O total de mortes diárias por covid-19 no País equivale à queda de três grandes aviões comerciais lotados, mas o número não choca mais.
De norte a sul, brasileiros descumprem
regras de isolamento social e voltam à rotina, em praias, restaurantes e
festas, como se estivessem à margem da tragédia mundial.
Embora a média oscile, o país está
próximo de mil mortos por dia desde o começo de junho.
Em média, grandes aviões comerciais
levam até 300 pessoas, entre tripulação e passageiros.
No último grande acidente aéreo no
Brasil, em julho de 2007 (o avião da TAM
que não conseguiu pousar no aeroporto de Congonhas, em São Paulo, e bateu no
prédio). 199 pessoas morreram e houve comoção nacional.
Por que paramos de nos chocar com número
tão alto de perdas na pandemia?
Conforme o site Our World in Data, que acompanha a pandemia em tempo real pelo
mundo, o Brasil está na faixa das mil mortes diárias há seis semanas, desde
meados de junho.
Os Estados Unidos permaneceram nessa
condição por oito semanas, a partir de meados de abril.
Nenhum outro país ficou nesse patamar
por tanto tempo.
"É como se estivéssemos
anestesiados frente ao grande número de mortes", avalia o
sociólogo Rodrigo Augusto Prando, da Universidade Mackenzie.
"Depois de um período de crise,
todos clamam pela volta do normal e, até como sentido de autodefesa, a pessoa
para de olhar o número de mortes. Cansadas, tristes, chegam à conclusão de que
a vida tem de seguir, daí o termo novo normal.

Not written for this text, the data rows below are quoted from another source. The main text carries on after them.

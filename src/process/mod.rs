// Copyright (c) 2025 Steve Wagner (ciroque@live.com)
// SPDX-License-Identifier: MIT

//! Blocking child-process execution: `sh -c <cmd>` with timeout enforcement,
//! terminate-then-kill escalation, and control-handle cooperation.
//!
//! There is no async runtime anywhere in this crate — tasks run on plain
//! OS-thread workers, not cooperative tasks, so spawning and waiting happen
//! synchronously on the calling worker thread. A dedicated supervisor thread
//! watches the running child on the side (see `process::supervisor`).

pub mod resource;
pub mod supervisor;

use std::collections::HashMap;
use std::io::Read;
use std::process::{Command, Stdio};
use std::thread;
use std::time::{Duration, Instant};

use thiserror::Error;

use crate::control::ControlHandle;
use crate::observability::messages::{process::ResourceLimitUnavailable, StructuredLog};
pub use resource::ResourceError;

#[derive(Debug, Error)]
pub enum ProcessError {
    #[error("failed to spawn '{cmd}': {source}")]
    SpawnFailed {
        cmd: String,
        #[source]
        source: std::io::Error,
    },
}

/// Outcome of running one child process to completion (or until it was
/// stopped by timeout/cancellation).
#[derive(Debug, Clone)]
pub struct ProcResult {
    pub exit_code: Option<i32>,
    pub success: bool,
    pub timed_out: bool,
    pub cancelled: bool,
    pub duration: Duration,
    /// Captured output, populated only when `ProcSpec::inherit_stdio` is
    /// `false`. Empty (not missing) when stdio was inherited.
    pub stdout: Vec<u8>,
    pub stderr: Vec<u8>,
}

/// How to run a single command.
pub struct ProcSpec<'a> {
    pub cmd: &'a str,
    pub cwd: Option<&'a str>,
    pub env: &'a [(&'a str, &'a str)],
    /// `0` means no timeout.
    pub timeout_ms: u64,
    pub shell: &'a str,
    /// `true` routes the child's stdout/stderr straight to this process's
    /// own (production use); `false` pipes and drains them into
    /// `ProcResult::stdout`/`stderr` (tests, live-log multiplexing). A
    /// caller that multiplexes output must not set this to `true`.
    pub inherit_stdio: bool,
    /// Address-space limit applied to the child where the platform
    /// supports it, with a soft polling-monitor fallback otherwise. `None`
    /// means unbounded.
    pub memory_limit_bytes: Option<u64>,
}

impl<'a> Default for ProcSpec<'a> {
    fn default() -> Self {
        Self {
            cmd: "",
            cwd: None,
            env: &[],
            timeout_ms: 0,
            shell: "sh",
            inherit_stdio: true,
            memory_limit_bytes: None,
        }
    }
}

/// Run `spec.cmd` to completion, honoring `control` for cancellation and
/// `spec.timeout_ms` for a hard deadline. Blocks the calling thread.
pub fn run(spec: &ProcSpec, control: &ControlHandle) -> Result<ProcResult, ProcessError> {
    let start = Instant::now();

    if control.is_cancelled() {
        return Ok(ProcResult {
            exit_code: None,
            success: false,
            timed_out: false,
            cancelled: true,
            duration: start.elapsed(),
            stdout: Vec::new(),
            stderr: Vec::new(),
        });
    }

    let mut command = Command::new(spec.shell);
    command.arg("-c").arg(spec.cmd);
    command.stdin(Stdio::null());

    if spec.inherit_stdio {
        command.stdout(Stdio::inherit());
        command.stderr(Stdio::inherit());
    } else {
        command.stdout(Stdio::piped());
        command.stderr(Stdio::piped());
    }

    if let Some(cwd) = spec.cwd {
        command.current_dir(cwd);
    }

    // Merge onto a fresh environment map built from the spec, never mutating
    // the parent process's actual environment.
    let merged: HashMap<&str, &str> = spec.env.iter().copied().collect();
    command.env_clear();
    command.envs(std::env::vars().filter(|(k, _)| !merged.contains_key(k.as_str())));
    command.envs(merged);

    let mut child = command.spawn().map_err(|source| ProcessError::SpawnFailed {
        cmd: spec.cmd.to_string(),
        source,
    })?;

    // Pipes must be drained on a side thread: the child can block on a full
    // pipe buffer while the supervisor is still polling for its exit.
    let stdout_drain = child.stdout.take().map(spawn_drain);
    let stderr_drain = child.stderr.take().map(spawn_drain);

    if let Some(limit) = spec.memory_limit_bytes {
        if let Err(ResourceError::LimitUnavailable(reason)) =
            resource::apply_memory_limit(&child, limit)
        {
            ResourceLimitUnavailable {
                task: spec.cmd,
                reason: &reason,
            }
            .log();
            resource::spawn_soft_monitor(child.id(), limit);
        }
    }

    let outcome = supervisor::supervise(
        &mut child,
        control,
        if spec.timeout_ms == 0 {
            None
        } else {
            Some(Duration::from_millis(spec.timeout_ms))
        },
    );

    let stdout = stdout_drain.map(|h| h.join().unwrap_or_default()).unwrap_or_default();
    let stderr = stderr_drain.map(|h| h.join().unwrap_or_default()).unwrap_or_default();

    Ok(ProcResult {
        exit_code: outcome.exit_code,
        success: outcome.exit_code == Some(0),
        timed_out: outcome.timed_out,
        cancelled: outcome.cancelled,
        duration: start.elapsed(),
        stdout,
        stderr,
    })
}

fn spawn_drain<R>(mut reader: R) -> thread::JoinHandle<Vec<u8>>
where
    R: Read + Send + 'static,
{
    thread::spawn(move || {
        let mut buf = Vec::new();
        let _ = reader.read_to_end(&mut buf);
        buf
    })
}

#[cfg(test)]
mod tests {
    use super::*;

    #[test]
    fn successful_command_reports_success() {
        let spec = ProcSpec {
            cmd: "true",
            ..Default::default()
        };
        let result = run(&spec, &ControlHandle::new()).unwrap();
        assert!(result.success);
        assert_eq!(result.exit_code, Some(0));
        assert!(!result.timed_out);
        assert!(!result.cancelled);
    }

    #[test]
    fn failing_command_reports_failure_exit_code() {
        let spec = ProcSpec {
            cmd: "exit 7",
            ..Default::default()
        };
        let result = run(&spec, &ControlHandle::new()).unwrap();
        assert!(!result.success);
        assert_eq!(result.exit_code, Some(7));
    }

    #[test]
    fn timeout_kills_a_long_running_command() {
        let spec = ProcSpec {
            cmd: "sleep 5",
            timeout_ms: 100,
            ..Default::default()
        };
        let result = run(&spec, &ControlHandle::new()).unwrap();
        assert!(result.timed_out);
        assert!(!result.success);
        assert!(result.duration < Duration::from_secs(5));
    }

    #[test]
    fn piped_stdio_is_drained_into_the_result() {
        let spec = ProcSpec {
            cmd: "echo hello; echo world >&2",
            inherit_stdio: false,
            ..Default::default()
        };
        let result = run(&spec, &ControlHandle::new()).unwrap();
        assert!(result.success);
        assert_eq!(String::from_utf8_lossy(&result.stdout).trim(), "hello");
        assert_eq!(String::from_utf8_lossy(&result.stderr).trim(), "world");
    }

    #[test]
    fn inherited_stdio_leaves_the_result_buffers_empty() {
        let spec = ProcSpec {
            cmd: "echo hello",
            inherit_stdio: true,
            ..Default::default()
        };
        let result = run(&spec, &ControlHandle::new()).unwrap();
        assert!(result.stdout.is_empty());
    }

    #[test]
    fn pre_cancelled_control_skips_spawning_entirely() {
        let control = ControlHandle::new();
        control.cancel();
        let spec = ProcSpec {
            cmd: "true",
            ..Default::default()
        };
        let result = run(&spec, &control).unwrap();
        assert!(result.cancelled);
        assert!(!result.success);
    }

    #[test]
    fn env_overrides_are_visible_to_the_child_without_mutating_the_parent() {
        let spec = ProcSpec {
            cmd: "[ \"$ZR_PROC_TEST\" = \"hello\" ]",
            env: &[("ZR_PROC_TEST", "hello")],
            ..Default::default()
        };
        let result = run(&spec, &ControlHandle::new()).unwrap();
        assert!(result.success);
        assert!(std::env::var("ZR_PROC_TEST").is_err());
    }
}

Estamos vivendo a normalidade
dentro da anormalidade".
Para o psiquiatra Daniel Martins de
Barros, professor da Universidade de São Paulo (USP) e colunista do Estadão, os
brasileiros estão normalizando os óbitos.
"Não estou minimizando as mortes
por covid, mas todo dia no Brasil morrem mais de três mil pessoas por causas
diversas. São 100 mil óbitos, mais ou menos, por mês no País. É normal que as
pessoas morram. O susto da covid, o desespero que ela trazia, não era pelas
mortes na sociedade", aponta.
"O grande susto era o jeito que as
pessoas morriam, sem condições para serem atendidas por falta de vaga na UTI,
então morriam dentro de casa. Era o medo porque aconteceu em alguns lugares de
pessoas morrerem em casa, por medo de sair, porque não tinham assistência, etc.".
PODER
DA IMAGEM
Para o filósofo Roberto Romano,
professor da Universidade Estadual de Campinas (Unicamp), a pandemia realça a
"tremenda ambivalência" humana.
"Temos ao mesmo tempo gestos
magnânimos, simpatias e heroísmo, mas também momentos de pequenez, egoísmo,
autossatisfação com a maldade, o prazer em fazer o mal", afirma.
"Essa duplicidade depende muito das condições de comunicação, visualidade
e proximidade do fato. Se um parente próximo estiver no Boeing que caiu, a
reação é de consternação, tristeza e até de revolta. Quando o fato não está no
campo visual, de percepção imediata, essa reação se torna cada vez mais tênue."
No caso da pandemia, explica, a notícia
das mil mortes é apenas um número.
"Você não vê aquilo acontecendo,
como os destroços de um Boeing, das Torres Gêmeas (atentado em Nova York, de
2001)", exemplifica.
Romano define a educação como elemento
fundamental para que a sociedade reaja de forma evoluída mesmo diante de uma
tragédia.
"Se você é educado para reagir de
maneira mais simpática, tende a rejeitar a criminalidade que está dentro de
você. Como disse (o filósofo grego) Platão, temos de ensinar aos jovens a
diferença entre a caça aos animais e ao ser humano. Se não tiver lei, educação
e ciência, você está em estado da natureza, um devorando o outro."